(まったく、今日はなんて日だ・・・!)

鬼灯は怒りを込めて、提出された決算書に判子を押す。普段の鬼灯の力ならば、机が壊れて床についてしまうほどの力を発揮するのに、今はただ、いらずらに書類をゆがませるだけだった。

今日だけで一体何人に犯されただろうか。
一日に連続して告白されて、違う部署で二度抱かれることはままるが、こんなに狙いすましたように、無茶苦茶な人数で犯されたことはない。
それに、鬼神の剛力は封じられ、さらに迫られれば誰の手でも愛撫を気持ちよく感じてしまう身体になってしまっている。

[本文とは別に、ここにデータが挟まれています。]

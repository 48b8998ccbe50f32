//! Sync scheduler
//!
//! One cooperative loop ticks every few seconds and starts each enabled
//! process whose interval has elapsed since its last run start. Runs execute
//! as independent tokio tasks; the state store's claim keeps at most one run
//! per process in flight. Firings that hit a running process are dropped, not
//! queued.

use chrono::{DateTime, Utc};
use futures_util::FutureExt;
use parking_lot::{Mutex, RwLock};
use std::collections::BTreeMap;
use std::panic::AssertUnwindSafe;
use std::sync::Arc;
use std::time::Duration;
use thiserror::Error;
use tokio::sync::watch;
use tokio::task::JoinSet;
use tracing::{debug, error, info, warn};
use uuid::Uuid;

use crate::error::{SyncError, SyncResult};
use crate::models::error_record::ErrorRecord;
use crate::models::sync::{ProcessOverview, SyncProcessDescriptor, TriggerOutcome};
use crate::services::executor::SyncExecutor;
use crate::services::sync_state::SyncStateStore;

#[derive(Debug, Error, PartialEq, Eq)]
pub enum SchedulerError {
    #[error("unknown sync process: {0}")]
    UnknownProcess(String),

    #[error("interval must be at least one minute")]
    InvalidInterval,

    #[error(transparent)]
    Sync(#[from] SyncError),
}

/// Default process catalogue registered at boot
pub fn default_processes() -> Vec<SyncProcessDescriptor> {
    vec![
        SyncProcessDescriptor::new(
            "members",
            "Member tracking",
            "/corporations/{tenant_id}/membertracking/",
            "character_id",
        )
        .with_scopes(&["esi-corporations.track_members.v1"])
        .with_interval_minutes(30),
        SyncProcessDescriptor::new(
            "assets",
            "Corporation assets",
            "/corporations/{tenant_id}/assets/",
            "item_id",
        )
        .with_scopes(&["esi-assets.read_corporation_assets.v1"])
        .with_required_fields(&["type_id", "location_id"])
        .with_interval_minutes(60),
        SyncProcessDescriptor::new(
            "industry_jobs",
            "Industry jobs",
            "/corporations/{tenant_id}/industry/jobs/",
            "job_id",
        )
        .with_scopes(&["esi-industry.read_corporation_jobs.v1"])
        .with_required_fields(&["status"])
        .with_interval_minutes(15),
        SyncProcessDescriptor::new(
            "wallet_journal",
            "Wallet journal",
            "/corporations/{tenant_id}/wallets/1/journal/",
            "id",
        )
        .with_scopes(&["esi-wallet.read_corporation_wallets.v1"])
        .with_required_fields(&["date", "ref_type"])
        .with_interval_minutes(60),
    ]
}

struct RunTasks {
    set: JoinSet<()>,
    shutting_down: bool,
}

pub struct SyncScheduler {
    executor: Arc<SyncExecutor>,
    state: Arc<SyncStateStore>,
    processes: RwLock<BTreeMap<String, SyncProcessDescriptor>>,
    tasks: Mutex<RunTasks>,
    tick_interval: Duration,
}

impl SyncScheduler {
    pub fn new(
        executor: Arc<SyncExecutor>,
        state: Arc<SyncStateStore>,
        tick_interval: Duration,
    ) -> Arc<Self> {
        Arc::new(Self {
            executor,
            state,
            processes: RwLock::new(BTreeMap::new()),
            tasks: Mutex::new(RunTasks {
                set: JoinSet::new(),
                shutting_down: false,
            }),
            tick_interval,
        })
    }

    pub fn state(&self) -> &Arc<SyncStateStore> {
        &self.state
    }

    /// Add a process. Persisted status seeds the last run start, and persisted
    /// operator overrides win over the descriptor's defaults.
    pub async fn register(&self, mut descriptor: SyncProcessDescriptor) {
        let persisted = match self
            .executor
            .storage()
            .load_process_state(&descriptor.id)
            .await
        {
            Ok(persisted) => persisted,
            Err(e) => {
                warn!(process_id = %descriptor.id, "Failed to load persisted sync status: {}", e);
                None
            }
        };

        if let Some(persisted) = &persisted {
            if let Some(enabled) = persisted.enabled {
                descriptor.enabled = enabled;
            }
            if let Some(minutes) = persisted.interval_minutes.filter(|m| *m > 0) {
                descriptor.interval_minutes = minutes;
            }
        }

        self.state.register(&descriptor.id, persisted.as_ref());
        info!(
            process_id = %descriptor.id,
            enabled = descriptor.enabled,
            interval_minutes = descriptor.interval_minutes,
            "Registered sync process"
        );
        self.processes
            .write()
            .insert(descriptor.id.clone(), descriptor);
    }

    pub fn descriptor(&self, process_id: &str) -> Option<SyncProcessDescriptor> {
        self.processes.read().get(process_id).cloned()
    }

    /// Descriptors joined with their current state, ordered by id
    pub fn processes(&self) -> Vec<ProcessOverview> {
        self.processes
            .read()
            .values()
            .map(|descriptor| ProcessOverview {
                descriptor: descriptor.clone(),
                state: self.state.snapshot(&descriptor.id),
            })
            .collect()
    }

    /// Enable or disable a process. An in-flight run is left to finish.
    pub async fn set_enabled(
        &self,
        process_id: &str,
        enabled: bool,
    ) -> Result<SyncProcessDescriptor, SchedulerError> {
        self.ensure_known(process_id)?;
        self.executor
            .storage()
            .save_process_settings(process_id, Some(enabled), None)
            .await?;
        self.update(process_id, |d| d.enabled = enabled)
    }

    pub async fn set_interval(
        &self,
        process_id: &str,
        interval_minutes: u32,
    ) -> Result<SyncProcessDescriptor, SchedulerError> {
        if interval_minutes == 0 {
            return Err(SchedulerError::InvalidInterval);
        }
        self.ensure_known(process_id)?;
        self.executor
            .storage()
            .save_process_settings(process_id, None, Some(interval_minutes))
            .await?;
        self.update(process_id, |d| d.interval_minutes = interval_minutes)
    }

    /// Start a run immediately, ignoring the interval. Disabled processes can
    /// still be triggered by hand; single-flight still applies.
    pub fn trigger_now(&self, process_id: &str) -> Result<TriggerOutcome, SchedulerError> {
        let descriptor = self
            .descriptor(process_id)
            .ok_or_else(|| SchedulerError::UnknownProcess(process_id.to_string()))?;

        let outcome = self.start_run(descriptor, Utc::now());
        match outcome {
            TriggerOutcome::Started { .. } => {
                info!(process_id = %process_id, "Manual sync triggered")
            }
            TriggerOutcome::AlreadyRunning => {
                info!(process_id = %process_id, "Run already in flight, ignoring trigger")
            }
            TriggerOutcome::ShuttingDown => {}
        }
        Ok(outcome)
    }

    /// One scheduler pass. Returns the ids of the runs it started.
    pub fn tick(&self, now: DateTime<Utc>) -> Vec<Uuid> {
        self.reap_finished();

        let due: Vec<SyncProcessDescriptor> = self
            .processes
            .read()
            .values()
            .filter(|d| d.enabled)
            .filter(|d| {
                self.state
                    .last_run_start(&d.id)
                    .is_none_or(|last| now - last >= d.interval())
            })
            .cloned()
            .collect();

        let mut started = Vec::new();
        for descriptor in due {
            let process_id = descriptor.id.clone();
            match self.start_run(descriptor, now) {
                TriggerOutcome::Started { run_id } => started.push(run_id),
                TriggerOutcome::AlreadyRunning => {
                    debug!(process_id = %process_id, "Still running, skipping scheduled firing")
                }
                TriggerOutcome::ShuttingDown => break,
            }
        }
        started
    }

    /// Drive `tick` until `shutdown` flips to true, then drain in-flight runs
    pub async fn run(self: Arc<Self>, mut shutdown: watch::Receiver<bool>) {
        let mut ticker = tokio::time::interval(self.tick_interval);
        ticker.set_missed_tick_behavior(tokio::time::MissedTickBehavior::Skip);
        info!("Sync scheduler started (tick every {:?})", self.tick_interval);

        loop {
            tokio::select! {
                _ = ticker.tick() => {
                    let started = self.tick(Utc::now());
                    if !started.is_empty() {
                        debug!("Scheduler tick started {} runs", started.len());
                    }
                }
                changed = shutdown.changed() => {
                    if changed.is_err() || *shutdown.borrow() {
                        break;
                    }
                }
            }
        }

        self.shutdown().await;
    }

    /// Refuse new runs and wait for every in-flight run to reach a terminal state
    pub async fn shutdown(&self) {
        let mut set = {
            let mut tasks = self.tasks.lock();
            tasks.shutting_down = true;
            std::mem::take(&mut tasks.set)
        };

        if !set.is_empty() {
            info!("Waiting for {} in-flight sync runs", set.len());
        }
        while let Some(result) = set.join_next().await {
            if let Err(e) = result {
                error!("Sync run task ended abnormally: {}", e);
            }
        }
        info!("Sync scheduler stopped");
    }

    pub fn is_shutting_down(&self) -> bool {
        self.tasks.lock().shutting_down
    }

    fn ensure_known(&self, process_id: &str) -> Result<(), SchedulerError> {
        if self.processes.read().contains_key(process_id) {
            Ok(())
        } else {
            Err(SchedulerError::UnknownProcess(process_id.to_string()))
        }
    }

    fn update(
        &self,
        process_id: &str,
        apply: impl FnOnce(&mut SyncProcessDescriptor),
    ) -> Result<SyncProcessDescriptor, SchedulerError> {
        let mut processes = self.processes.write();
        let descriptor = processes
            .get_mut(process_id)
            .ok_or_else(|| SchedulerError::UnknownProcess(process_id.to_string()))?;
        apply(descriptor);
        info!(
            process_id = %process_id,
            enabled = descriptor.enabled,
            interval_minutes = descriptor.interval_minutes,
            "Updated sync process"
        );
        Ok(descriptor.clone())
    }

    fn reap_finished(&self) {
        let mut tasks = self.tasks.lock();
        while let Some(result) = tasks.set.try_join_next() {
            if let Err(e) = result {
                error!("Sync run task ended abnormally: {}", e);
            }
        }
    }

    /// Claim and spawn under the task lock, so a refused start never touches
    /// the state store and shutdown cannot miss a freshly spawned run
    fn start_run(&self, descriptor: SyncProcessDescriptor, now: DateTime<Utc>) -> TriggerOutcome {
        let mut tasks = self.tasks.lock();
        if tasks.shutting_down {
            info!(process_id = %descriptor.id, "Shutting down, not starting run");
            return TriggerOutcome::ShuttingDown;
        }
        let Some(claim) = self.state.try_begin(&descriptor.id, now) else {
            return TriggerOutcome::AlreadyRunning;
        };

        let run_id = claim.run_id();
        let executor = self.executor.clone();
        let state = self.state.clone();

        tasks.set.spawn(async move {
            let process_id = descriptor.id.clone();
            let outcome = AssertUnwindSafe(executor.run(&descriptor, claim))
                .catch_unwind()
                .await;
            if outcome.is_err() {
                // The claim's drop guard already marked the run failed
                record_panic(&executor, &state, &process_id, run_id).await;
            }
        });

        TriggerOutcome::Started { run_id }
    }
}

async fn record_panic(
    executor: &SyncExecutor,
    state: &SyncStateStore,
    process_id: &str,
    run_id: Uuid,
) {
    error!(process_id = %process_id, run_id = %run_id, "Sync run panicked");
    executor.error_log().record_run_failure(
        ErrorRecord::from_error(&SyncError::Internal("sync run panicked".to_string()))
            .for_run(process_id, run_id),
    );

    let finalized = state
        .history(Some(process_id), 1)
        .into_iter()
        .find(|r| r.run_id == run_id);
    if let Some(record) = finalized {
        let persisted: SyncResult<()> = executor.storage().record_run(&record).await;
        if let Err(e) = persisted {
            warn!(process_id = %process_id, "Failed to persist sync status: {}", e);
        }
    }
}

獄卒たちは、それを見透かしているかのように鬼灯に群がり、責めにかかってくる。

鬼神の剛力は封じられているが、体力と体の丈夫さはそのままらしく、何度犯されても鬼灯は少し休めば仕事に支障がないほどに身体を回復させられるが、心に受けるダメージは大きかった。
いくら時折身体を許しているといっても、こんな風に無理矢理犯されることなどほとんどなかった。
犯しに来る輩は鬼神の剛力で吹き飛ばし、身体を許した相手にも、出すぎた真似をされれば遠慮なくふっとばした。
しかし、今回はそれができない。
今日鬼灯を凌辱した者たちの顔は、すべて覚えている。
鬼神の力が戻れば、すぐさま制裁に行こう。そう恨みに思いながら、鬼灯は事務的に書類をさばく作業をこなしていた。


何時間たっただろうか、鬼灯が気づいたころには夜の11時を回っていた。

(もうこんな時間ですか・・・)

しかし、昼間予期せぬ邪魔が何度も入り、今日の仕事分の書類はこなせていない。
今夜も徹夜か、とため息をつくと、鬼灯は再び机に目線を戻したが、執務室のドアをノックするものがいた。

「どうぞ」

鬼灯がそう声をかけると、細身の獄卒がドアを開けて入ってきた。

「鬼灯様、新しい入浴施設ができたので、ご確認お願いいたします」

「入浴施設?」

そう言われて、鬼灯は思い出した。
獄卒たちの使う公衆浴場をさらに快適に過ごせるように、新しいジェットバスやミストサウナを作る許可を出したのだった。
完成が今日だとは知らなかったが、別に自分がわざわざ確認に行くこともないだろう、と思ったものの、今日一日でひどく汚された体を洗浄するのは願ってもないことだと気づいたので、鬼灯は了承した。

「わかりました。半までには終わらせますので、公衆浴場先に行っておいてください」

わかりました、と細身の獄卒は返答し、その場を後にした。
去り際に、意味ありげな笑みを浮かべていたことなど、書類に集中する鬼灯には見えるはずもなかった。